More recently Plentio has presented a guide on the performance of the Sonogashira cross-coupling (J. Org. Chem. 2012, 77, 2798) based on about 200 reactions (Scheme 2), where he correlates the stereoelectronic properties of the substituents in aryl bromides, acetylenes and phosphines.

 sono2Scheme 2.

  His conclusions can be summarized:

  •  The most important factor for choosing the ideal Pd/phosphine catalyst is the steric bulk of the phenylacetylene and Plentio reaches an ideal combination for the optimum steric bulk on the acetylene and phosphine.
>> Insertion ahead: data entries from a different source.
//! HTTP and WebSocket surface of the core

mod error;
mod handlers;
mod ws;

pub use error::ApiError;

use std::net::SocketAddr;
use std::sync::Arc;

use axum::extract::ConnectInfo;
use axum::http::{header, request::Parts, HeaderMap, HeaderName, HeaderValue, Method};
use axum::routing::{get, post};
use axum::Router;
use tower_http::cors::{AllowOrigin, CorsLayer};
use tower_http::trace::TraceLayer;

use crate::auth::API_KEY_HEADER;
use crate::state::CoreState;

/// Origin recorded when neither the socket nor a proxy header names one
const FALLBACK_ORIGIN: &str = "127.0.0.1";

/// Build the core's router
pub fn router(state: Arc<CoreState>) -> Router {
    let cors = cors_layer(&state.config.allowed_origins);

    Router::new()
        .route("/api/health", get(handlers::health))
        .route("/api/metrics", get(handlers::metrics))
        .route("/api/register", post(handlers::register_identity))
        .route("/api/devices", get(handlers::list_devices))
        .route("/api/devices/heartbeat", post(handlers::heartbeat))
        .route("/api/devices/heartbeat/batch", post(handlers::heartbeat_batch))
        .route("/api/devices/:id", get(handlers::get_device))
        .route("/api/security/alerts", get(handlers::security_alerts))
        .route("/api/ws", get(ws::ws_handler))
        .layer(TraceLayer::new_for_http())
        .layer(cors)
        .with_state(state)
}

/// CORS policy admitting origins that contain any allowed host
fn cors_layer(allowed: &[String]) -> CorsLayer {
    let allowed = allowed.to_vec();
    CorsLayer::new()
        .allow_origin(AllowOrigin::predicate(
            move |origin: &HeaderValue, _parts: &Parts| {
                origin
                    .to_str()
                    .map(|origin| allowed.iter().any(|host| origin.contains(host.as_str())))
                    .unwrap_or(false)
            },
        ))
        .allow_methods([Method::GET, Method::POST, Method::PUT, Method::DELETE])
        .allow_headers([header::CONTENT_TYPE, HeaderName::from_static(API_KEY_HEADER)])
}

/// Network origin of a caller, used as the sentinel source and device ip
pub(crate) fn client_origin(
    connect_info: Option<&ConnectInfo<SocketAddr>>,
    headers: &HeaderMap,
) -> String {
    if let Some(ConnectInfo(addr)) = connect_info {
        return addr.ip().to_string();
    }
    headers
        .get("x-forwarded-for")
        .and_then(|v| v.to_str().ok())
        .and_then(|v| v.split(',').next())
        .map(|v| v.trim().to_string())
        .filter(|v| !v.is_empty())
        .unwrap_or_else(|| FALLBACK_ORIGIN.to_string())
}

/// Shared secret presented in the request headers
pub(crate) fn api_key(headers: &HeaderMap) -> Option<&str> {
    headers.get(API_KEY_HEADER).and_then(|v| v.to_str().ok())
}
In short, the higher the steric bulk on the arylacetylene and the lower is the bulk of the phosphine ligand will promote the most efficient transformations.
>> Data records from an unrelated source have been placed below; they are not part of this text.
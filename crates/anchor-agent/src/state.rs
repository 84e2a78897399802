//! Agent state machine
//!
//! ```text
//! BOOT ──tick──▶ SCANNING ──answer──▶ CONNECTED ◀──────────────┐
//!                    │                   │ N failures          │ flush ok
//!                    │ answer, buffer    ▼                     │
//!                    └──────────────▶ SYNCING ◀──probe ok── OFFLINE_BUFFERING
//!                                        │ flush failed          ▲
//!                                        └───────────────────────┘
//! ```
//!
//! The machine is driven by two inputs: [`AgentStateMachine::tick`] on a
//! fixed period and [`AgentStateMachine::on_discovery`] for every event
//! heard on the discovery segment. Every network call goes through a
//! [`CoreLink`] whose failures are recoverable.

use std::collections::VecDeque;
use std::fmt;
use std::sync::Arc;

use chrono::{DateTime, Utc};

use anchor_common::config::AgentConfig;
use anchor_common::discovery::{DiscoveryBeacon, DiscoveryEvent};
use anchor_common::{DeviceId, SharedClock};
use anchor_protocol::{DeviceEvent, DeviceStatus, HeartbeatBatch};

use crate::link::CoreLink;
use crate::metrics::MetricsSource;

const DEFAULT_ACTIVITY: &str = "Idle";

/// Connectivity mode
#[derive(Debug, Clone, Copy, PartialEq, Eq)]
pub enum AgentMode {
    Boot,
    Scanning,
    Connected,
    OfflineBuffering,
    Syncing,
}

impl fmt::Display for AgentMode {
    fn fmt(&self, f: &mut fmt::Formatter<'_>) -> fmt::Result {
        let name = match self {
            AgentMode::Boot => "BOOT",
            AgentMode::Scanning => "SCANNING",
            AgentMode::Connected => "CONNECTED",
            AgentMode::OfflineBuffering => "OFFLINE_BUFFERING",
            AgentMode::Syncing => "SYNCING",
        };
        f.write_str(name)
    }
}

/// Observable state of the agent
#[derive(Debug, Clone)]
pub struct AgentState {
    pub mode: AgentMode,
    /// Base URL of the resolved core
    pub server: Option<String>,
    /// Heartbeats waiting for the core, oldest first
    pub buffer: VecDeque<DeviceEvent>,
    pub consecutive_failures: u32,
    pub last_success: Option<DateTime<Utc>>,
    /// Ticks spent in the current offline stretch
    pub offline_ticks: u32,
}

impl Default for AgentState {
    fn default() -> Self {
        Self {
            mode: AgentMode::Boot,
            server: None,
            buffer: VecDeque::new(),
            consecutive_failures: 0,
            last_success: None,
            offline_ticks: 0,
        }
    }
}

/// Tunables taken from [`AgentConfig`]
#[derive(Debug, Clone)]
struct Limits {
    buffer_capacity: usize,
    failure_threshold: u32,
    probe_every: u32,
}

/// The device agent's connectivity state machine
pub struct AgentStateMachine<L> {
    link: L,
    beacon: Arc<dyn DiscoveryBeacon>,
    metrics: Box<dyn MetricsSource>,
    clock: SharedClock,
    identity: Option<DeviceId>,
    name: String,
    activity: String,
    service: String,
    fixed_server: Option<String>,
    limits: Limits,
    state: AgentState,
}

impl<L: CoreLink> AgentStateMachine<L> {
    /// Create a machine in `BOOT`
    pub fn new(
        config: &AgentConfig,
        link: L,
        beacon: Arc<dyn DiscoveryBeacon>,
        metrics: Box<dyn MetricsSource>,
        clock: SharedClock,
    ) -> Self {
        Self {
            link,
            beacon,
            metrics,
            clock,
            identity: config.device_id.clone().map(DeviceId::new),
            name: config.display_name(),
            activity: config
                .activity
                .clone()
                .unwrap_or_else(|| DEFAULT_ACTIVITY.to_string()),
            service: config.service_name.clone(),
            fixed_server: config.server_url.clone(),
            limits: Limits {
                buffer_capacity: config.buffer_capacity.max(1),
                failure_threshold: config.failure_threshold.max(1),
                probe_every: config.probe_every.max(1),
            },
            state: AgentState::default(),
        }
    }

    /// Current state
    pub fn state(&self) -> &AgentState {
        &self.state
    }

    /// Current mode
    pub fn mode(&self) -> AgentMode {
        self.state.mode
    }

    /// Identity issued by or configured for the core
    pub fn identity(&self) -> Option<&DeviceId> {
        self.identity.as_ref()
    }

    /// Discovery transport this machine queries
    pub fn beacon(&self) -> &Arc<dyn DiscoveryBeacon> {
        &self.beacon
    }

    /// Set the activity string reported from now on
    pub fn set_activity(&mut self, activity: impl Into<String>) {
        self.activity = activity.into();
    }

    /// Advance one period
    pub async fn tick(&mut self) -> AgentMode {
        match self.state.mode {
            AgentMode::Boot => {
                self.transition(AgentMode::Scanning);
                self.scan().await;
            }
            AgentMode::Scanning => self.scan().await,
            AgentMode::Connected => self.heartbeat().await,
            AgentMode::OfflineBuffering => self.buffer_tick().await,
            AgentMode::Syncing => self.flush().await,
        }
        self.state.mode
    }

    /// React to something heard on the discovery segment
    pub async fn on_discovery(&mut self, event: &DiscoveryEvent) {
        let Some(announcement) = event.resolves(&self.service) else {
            return;
        };
        let url = announcement.base_url();

        match self.state.mode {
            AgentMode::Scanning => {
                tracing::info!("Discovered Anchor core at {}", url);
                self.resolve(url).await;
            }
            AgentMode::OfflineBuffering if self.state.server.as_deref() != Some(url.as_str()) => {
                tracing::info!("Anchor core moved to {}", url);
                self.state.server = Some(url);
            }
            _ => {}
        }
    }

    async fn scan(&mut self) {
        if let Some(url) = self.fixed_server.clone() {
            self.resolve(url).await;
            return;
        }
        self.query().await;
    }

    async fn query(&self) {
        if let Err(e) = self.beacon.query(&self.service).await {
            tracing::debug!("Discovery query failed: {}", e);
        }
    }

    /// Adopt a core address and leave `SCANNING`
    async fn resolve(&mut self, url: String) {
        if self.identity.is_none() {
            match self.link.request_identity(&url).await {
                Ok(id) => {
                    tracing::info!("Core issued identity {}", id);
                    self.identity = Some(id);
                }
                Err(e) => {
                    tracing::warn!("Identity request to {} failed: {}", url, e);
                    return;
                }
            }
        }

        self.state.server = Some(url);
        self.state.consecutive_failures = 0;
        if self.state.buffer.is_empty() {
            self.transition(AgentMode::Connected);
        } else {
            self.transition(AgentMode::Syncing);
        }
    }

    async fn heartbeat(&mut self) {
        let Some(server) = self.state.server.clone() else {
            self.transition(AgentMode::Scanning);
            return;
        };

        let event = self.current_heartbeat();
        match self.link.send_heartbeat(&server, &event).await {
            Ok(()) => {
                self.record_success();
                if !self.state.buffer.is_empty() {
                    self.transition(AgentMode::Syncing);
                }
            }
            Err(e) => {
                self.state.consecutive_failures += 1;
                tracing::warn!(
                    "Heartbeat failed ({}/{}): {}",
                    self.state.consecutive_failures,
                    self.limits.failure_threshold,
                    e
                );
                self.push_buffer(event);
                if self.state.consecutive_failures >= self.limits.failure_threshold {
                    self.go_offline();
                }
            }
        }
    }

    async fn buffer_tick(&mut self) {
        self.state.offline_ticks += 1;
        let event = self.current_heartbeat();
        self.push_buffer(event);

        if self.state.offline_ticks % self.limits.probe_every != 0 {
            return;
        }

        self.query().await;
        let Some(server) = self.state.server.clone() else {
            return;
        };

        // Probes are never buffered; the tick's heartbeat already is
        let probe = self.current_heartbeat();
        match self.link.send_heartbeat(&server, &probe).await {
            Ok(()) => {
                tracing::info!("Core reachable again at {}", server);
                self.record_success();
                if self.state.buffer.is_empty() {
                    self.transition(AgentMode::Connected);
                } else {
                    self.transition(AgentMode::Syncing);
                }
            }
            Err(e) => tracing::debug!("Probe failed: {}", e),
        }
    }

    async fn flush(&mut self) {
        let Some(server) = self.state.server.clone() else {
            self.go_offline();
            return;
        };
        if self.state.buffer.is_empty() {
            self.transition(AgentMode::Connected);
            return;
        }

        let batch = HeartbeatBatch {
            id: self.identity.as_ref().map(|id| id.to_string()),
            name: Some(self.name.clone()),
            events: self.state.buffer.iter().cloned().collect(),
        };
        let count = batch.events.len();
        tracing::info!("Flushing {} buffered events...", count);

        match self.link.send_batch(&server, &batch).await {
            Ok(()) => {
                self.state.buffer.clear();
                self.record_success();
                tracing::info!("Buffer flushed");
                self.transition(AgentMode::Connected);
            }
            Err(e) => {
                tracing::warn!("Flush failed, keeping {} buffered events: {}", count, e);
                self.go_offline();
            }
        }
    }

    fn current_heartbeat(&mut self) -> DeviceEvent {
        let mut stats = self.metrics.sample();
        stats.buffer_size = Some(self.state.buffer.len());

        DeviceEvent {
            id: self.identity.as_ref().map(|id| id.to_string()),
            name: Some(self.name.clone()),
            status: Some(DeviceStatus::Online),
            activity: Some(self.activity.clone()),
            stats: Some(stats),
            timestamp: Some(self.clock.now()),
            ..DeviceEvent::default()
        }
    }

    fn push_buffer(&mut self, event: DeviceEvent) {
        while self.state.buffer.len() >= self.limits.buffer_capacity {
            self.state.buffer.pop_front();
        }
        self.state.buffer.push_back(event);
    }

    fn record_success(&mut self) {
        self.state.consecutive_failures = 0;
        self.state.last_success = Some(self.clock.now());
    }

    fn go_offline(&mut self) {
        self.state.offline_ticks = 0;
        self.transition(AgentMode::OfflineBuffering);
    }

    fn transition(&mut self, to: AgentMode) {
        let from = self.state.mode;
        if from == to {
            return;
        }
        tracing::info!("Agent state {} -> {}", from, to);
        self.state.mode = to;
    }
}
  • Electron-withdrawing groups on the arylacetylene also increases the reactivity and this effect is more pronounced when the electron-withdrawing group is located on the acetylene rather than on the aryl bromide.
  • The more electron-rich the phosphine is, the higher the reactivity is.
  • The steric bulk on the aryl bromide, alpha to the bromo substituent, is more detrimental for the reaction than steric bulk on the acetylene.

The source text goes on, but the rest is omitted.